Late that night, the studio representative sent an email to press apologizing for what had happened. “After much investigation following the screening,” she wrote, it was found that the theater “had a few upgrades made to their system last night and during the process of the upgrades, certain audio cords and wires that are crucial to screening a digital film were inadvertently switched, thereby causing a drastic loss of background/soundtrack audio during the film.”

She wanted to be sure that critics had a chance to “review the film in its entirety and with full content,” so she announced a second screening for the very next afternoon.

Full disclosure: This critic couldn’t make that screening. (I had a dentist appointment at the exact time of the screening’s start, and with less than 24 hours’ notice, I would have had to pay the full amount of the treatment had I canceled.)
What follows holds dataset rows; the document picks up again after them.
use special::Gamma;
use std::cmp::Ordering;
use std::fmt::Debug;

/// Natural logarithm of the gamma function, *ln Γ(x)*
///
/// # Example
///
/// ```rust
/// use dircat::misc::ln_gammafn;
///
/// // Γ(4) = 3! = 6
/// assert::close(ln_gammafn(4.0), 6.0_f64.ln(), 1E-12);
/// ```
#[inline]
pub fn ln_gammafn(x: f64) -> f64 {
    x.ln_gamma().0
}

/// Safely compute `ln(sum(exp(xs)))`
///
/// # Example
///
/// ```rust
/// use dircat::misc::logsumexp;
///
/// let xs: Vec<f64> = vec![0.3_f64.ln(), 0.2_f64.ln(), 0.5_f64.ln()];
/// assert::close(logsumexp(&xs), 0.0, 1E-12);
/// ```
pub fn logsumexp(xs: &[f64]) -> f64 {
    if xs.is_empty() {
        panic!("Empty container");
    } else if xs.len() == 1 {
        xs[0]
    } else {
        let maxval =
            *xs.iter().max_by(|x, y| x.partial_cmp(y).unwrap()).unwrap();

        xs.iter().fold(0.0, |acc, x| acc + (x - maxval).exp()).ln() + maxval
    }
}

/// Indices of the largest element in xs.
///
/// If there is more than one largest element, `argmax` returns the indices of
/// all replicates.
///
/// # Examples
///
/// ```rust
/// use dircat::misc::argmax;
///
/// let xs: Vec<u8> = vec![1, 2, 3, 4, 5, 4, 5];
/// let ys: Vec<u8> = vec![1, 2, 3, 4, 5, 4, 0];
///
/// assert_eq!(argmax(&xs), vec![4, 6]);
/// assert_eq!(argmax(&ys), vec![4]);
/// ```
pub fn argmax<T: PartialOrd>(xs: &[T]) -> Vec<usize> {
    if xs.is_empty() {
        vec![]
    } else if xs.len() == 1 {
        vec![0]
    } else {
        let mut maxval = &xs[0];
        let mut max_ixs: Vec<usize> = vec![0];
        for (i, x) in xs.iter().enumerate().skip(1) {
            match x.partial_cmp(maxval) {
                Some(Ordering::Greater) => {
                    maxval = x;
                    max_ixs = vec![i];
                }
                Some(Ordering::Equal) => max_ixs.push(i),
                _ => (),
            }
        }
        max_ixs
    }
}

/// Convert a Vector to a printable string
///
/// # Example
///
/// ```rust
/// use dircat::misc::vec_to_string;
///
/// let xs: Vec<u8> = vec![0, 1, 2, 3, 4, 5];
///
/// assert_eq!(vec_to_string(&xs, 6).as_str(), "[0, 1, 2, 3, 4, 5]");
/// assert_eq!(vec_to_string(&xs, 5).as_str(), "[0, 1, 2, 3, ... , 5]");
/// ```
pub fn vec_to_string<T: Debug>(xs: &[T], max_entries: usize) -> String {
    let mut out = String::new();
    out += "[";
    let n = xs.len();
    xs.iter().enumerate().for_each(|(i, x)| {
        let to_push = if i < max_entries - 1 {
            format!("{:?}, ", x)
        } else if i == (max_entries - 1) && n > max_entries {
            String::from("... , ")
        } else {
            format!("{:?}]", x)
        };

        out.push_str(to_push.as_str());
    });

    out
}

#[cfg(test)]
mod tests {
    use super::*;

    const TOL: f64 = 1E-12;

    #[test]
    fn logsumexp_on_vector_of_zeros() {
        let xs: Vec<f64> = vec![0.0; 5];
        // should be about log(5)
        assert::close(logsumexp(&xs), 1.609_437_912_434_100_3, TOL);
    }

    #[test]
    fn logsumexp_on_random_values() {
        let xs: Vec<f64> = vec![
            0.304_153_86,
            -0.070_722_96,
            -1.042_870_19,
            0.278_554_07,
            -0.818_967_65,
        ];
        assert::close(logsumexp(&xs), 1.482_000_789_426_305_9, TOL);
    }

    #[test]
    fn logsumexp_returns_only_value_on_one_element_container() {
        let xs: Vec<f64> = vec![0.304_153_86];
        assert::close(logsumexp(&xs), 0.304_153_86, TOL);
    }

    #[test]
    #[should_panic]
    fn logsumexp_should_panic_on_empty() {
        let xs: Vec<f64> = Vec::new();
        logsumexp(&xs);
    }

    #[test]
    fn ln_gammafn_of_small_ints() {
        assert::close(ln_gammafn(1.0), 0.0, TOL);
        assert::close(ln_gammafn(2.0), 0.0, TOL);
        assert::close(ln_gammafn(5.0), 24.0_f64.ln(), TOL);
    }

    #[test]
    fn argmax_empty_is_empty() {
        let xs: Vec<f64> = Vec::new();
        assert!(argmax(&xs).is_empty());
    }

    #[test]
    fn argmax_single_elem_is_0() {
        let xs: Vec<f64> = vec![1.2];
        assert_eq!(argmax(&xs), vec![0]);
    }

    #[test]
    fn argmax_unique_max() {
        let xs: Vec<u8> = vec![1, 2, 5, 3, 4];
        assert_eq!(argmax(&xs), vec![2]);
    }

    #[test]
    fn argmax_repeated_max() {
        let xs: Vec<u8> = vec![1, 5, 2, 5, 4];
        assert_eq!(argmax(&xs), vec![1, 3]);
    }
}
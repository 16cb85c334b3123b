//! Dirichlet and Categorical distributions with conjugate analysis.
//!
//! The crate covers the Dirichlet-Categorical conjugate family:
//! [`Dirichlet`](dist::Dirichlet) and
//! [`SymmetricDirichlet`](dist::SymmetricDirichlet) distributions over
//! points on the simplex, the [`Categorical`](dist::Categorical)
//! distribution over `{0, .., k-1}`, and conjugate analysis of categorical
//! data under a Dirichlet prior: posterior, log marginal likelihood, and
//! posterior predictive.
//!
//! Distributions implement a density-only trait surface
//! ([`HasDensity`](traits::HasDensity), [`Support`](traits::Support),
//! [`ContinuousDistr`](traits::ContinuousDistr), ...). Conjugate analysis
//! goes through [`ConjugatePrior`](traits::ConjugatePrior), which operates
//! on raw data or on sufficient statistics
//! ([`DataOrSuffStat`](data::DataOrSuffStat)). The [`ConjugateModel`]
//! wrapper bundles a prior with a running sufficient statistic for
//! incremental observe/forget workflows.
//!
//! # Example
//!
//! ```
//! use dircat::prelude::*;
//!
//! let dir = Dirichlet::new(vec![2.0, 3.0, 5.0]).unwrap();
//!
//! // The mean lies on the simplex
//! let mean: Vec<f64> = dir.mean().unwrap();
//! assert::close(mean[0], 0.2, 1E-12);
//!
//! // The density at the mean beats the density near a corner
//! assert!(dir.ln_pdf(&mean) > dir.ln_pdf(&vec![0.01, 0.01, 0.98]));
//! ```
pub mod data;
pub mod dist;
pub mod misc;
mod model;
pub mod prelude;
pub mod suffstat_traits;
pub mod traits;

pub use model::ConjugateModel;

doc_comment::doctest!("../README.md");

macro_rules! impl_display {
    ($kind: ty) => {
        impl ::std::fmt::Display for $kind {
            fn fmt(
                &self,
                f: &mut ::std::fmt::Formatter<'_>,
            ) -> ::std::fmt::Result {
                write!(f, "{}", String::from(self))
            }
        }
    };
}

pub(crate) use impl_display;

/// Tests that `Clone`, `Debug`, and `PartialEq` are implemented for a
/// distribution
#[macro_export]
macro_rules! test_basic_impls {
    ($fx: expr) => {
        #[test]
        fn should_impl_debug_clone_and_partialeq() {
            assert_eq!($fx, $fx.clone());
            let _s1 = format!("{:?}", $fx);
        }
    };
}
So I’m left wondering how the lack of soundtrack affected my opinion of the film. I heard every piece of the screenplay. I saw everything there was to see on screen. I just didn’t hear the music meant to accompany that action.

Usually, when I speak of the soundtrack, I have an almost opposite complaint. Far too often, filmmakers rely on music to provoke the emotion in the viewer that the film itself should arouse. You know what I mean: The swelling strings tell you that you should feel sad about what’s happening onscreen; a sweet melody tells you that two characters are falling in love.

Film is a visual medium. Music should add to the experience, not substitute for it.

“American Reunion” was a funny film, thanks to sharp writing of directors Jon Hurwitz and Hayden Schlossberg, who wrote the sure-to-be-cult-classic “Harold & Kumar” films. Might the soundtrack have made it funnier?

I’m not so sure. There was something surreal in watching scenes meant to have an important musical accompaniment that didn’t. Any of the moments at the high school reunion in which characters dorkily dance, for instance. Then there was the entrance to that reunion: The four main male characters walk, all abreast, facing the camera, into the gymnasium. Clearly, some ridiculous song was supposed to be playing; the reunion of the class of ’99 had a ’90s theme. I was sitting beside someone from the studio, and I asked her, in a whisper, if she knew what song should have been playing.

“I think something by the Backstreet Boys,” she said.

I’m not sure what would have been funnier: listening to a song by the boy band that unexpectedly gave us the suave Justin Timberlake, or watching four awkward guys walk, supposed suavely, into their reunion without it.